[Records provided — start]

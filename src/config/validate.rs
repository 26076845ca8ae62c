// src/config/validate.rs

use std::time::Duration;

use crate::config::model::{
    ConfigFile, OrchestratorSettings, RawConfigFile, RemoteSettings,
};
use crate::errors::{ExecflowError, Result};
use crate::types::{StoreKind, parse_duration};

impl TryFrom<RawConfigFile> for ConfigFile {
    type Error = crate::errors::ExecflowError;

    fn try_from(raw: RawConfigFile) -> std::result::Result<Self, Self::Error> {
        validate_config(&raw)?;

        let remote = RemoteSettings {
            base_url: raw.remote.base_url.trim_end_matches('/').to_string(),
            poll_interval: duration_field("remote.poll_interval", &raw.remote.poll_interval)?,
            request_timeout: duration_field("remote.request_timeout", &raw.remote.request_timeout)?,
        };
        let orchestrator = OrchestratorSettings {
            max_consecutive_poll_failures: raw.orchestrator.max_consecutive_poll_failures,
            drain_timeout: duration_field("orchestrator.drain_timeout", &raw.orchestrator.drain_timeout)?,
        };

        Ok(ConfigFile::new_unchecked(
            raw.adapter.kind,
            remote,
            raw.subprocess,
            orchestrator,
            raw.store,
        ))
    }
}

/// Check the semantic rules the TOML schema cannot express.
pub fn validate_config(cfg: &RawConfigFile) -> Result<()> {
    validate_remote(cfg)?;
    validate_subprocess(cfg)?;
    validate_orchestrator(cfg)?;
    validate_store(cfg)?;
    Ok(())
}

fn validate_remote(cfg: &RawConfigFile) -> Result<()> {
    let url = cfg.remote.base_url.trim();
    if url.is_empty() {
        return Err(ExecflowError::ConfigError(
            "[remote].base_url must not be empty".to_string(),
        ));
    }
    if !(url.starts_with("http://") || url.starts_with("https://")) {
        return Err(ExecflowError::ConfigError(format!(
            "[remote].base_url must start with http:// or https:// (got '{}')",
            url
        )));
    }

    let interval = duration_field("remote.poll_interval", &cfg.remote.poll_interval)?;
    if interval.is_zero() {
        return Err(ExecflowError::ConfigError(
            "[remote].poll_interval must be greater than zero".to_string(),
        ));
    }
    duration_field("remote.request_timeout", &cfg.remote.request_timeout)?;
    Ok(())
}

fn validate_subprocess(cfg: &RawConfigFile) -> Result<()> {
    if cfg.subprocess.program.trim().is_empty() {
        return Err(ExecflowError::ConfigError(
            "[subprocess].program must not be empty".to_string(),
        ));
    }
    Ok(())
}

fn validate_orchestrator(cfg: &RawConfigFile) -> Result<()> {
    if cfg.orchestrator.max_consecutive_poll_failures == 0 {
        return Err(ExecflowError::ConfigError(
            "[orchestrator].max_consecutive_poll_failures must be >= 1 (got 0)".to_string(),
        ));
    }
    duration_field("orchestrator.drain_timeout", &cfg.orchestrator.drain_timeout)?;
    Ok(())
}

fn validate_store(cfg: &RawConfigFile) -> Result<()> {
    if cfg.store.kind == StoreKind::File && cfg.store.dir.as_os_str().is_empty() {
        return Err(ExecflowError::ConfigError(
            "[store].dir is required when [store].kind = \"file\"".to_string(),
        ));
    }
    Ok(())
}

fn duration_field(name: &str, value: &str) -> Result<Duration> {
    parse_duration(value)
        .map_err(|e| ExecflowError::ConfigError(format!("[{name}]: {e}")))
}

[Records provided — finish]

Assignment.
Lines after the one containing "fn try_from(raw: RawConfigFile)" are left out; every line from the start of the entries through that line is restated word for word.

Task answer.
filename src/config/validate.rs
repository 26076845ca8ae62c
// src/config/validate.rs

use std::time::Duration;

use crate::config::model::{
    ConfigFile, OrchestratorSettings, RawConfigFile, RemoteSettings,
};
use crate::errors::{ExecflowError, Result};
use crate::types::{StoreKind, parse_duration};

impl TryFrom<RawConfigFile> for ConfigFile {
    type Error = crate::errors::ExecflowError;

    fn try_from(raw: RawConfigFile) -> std::result::Result<Self, Self::Error> {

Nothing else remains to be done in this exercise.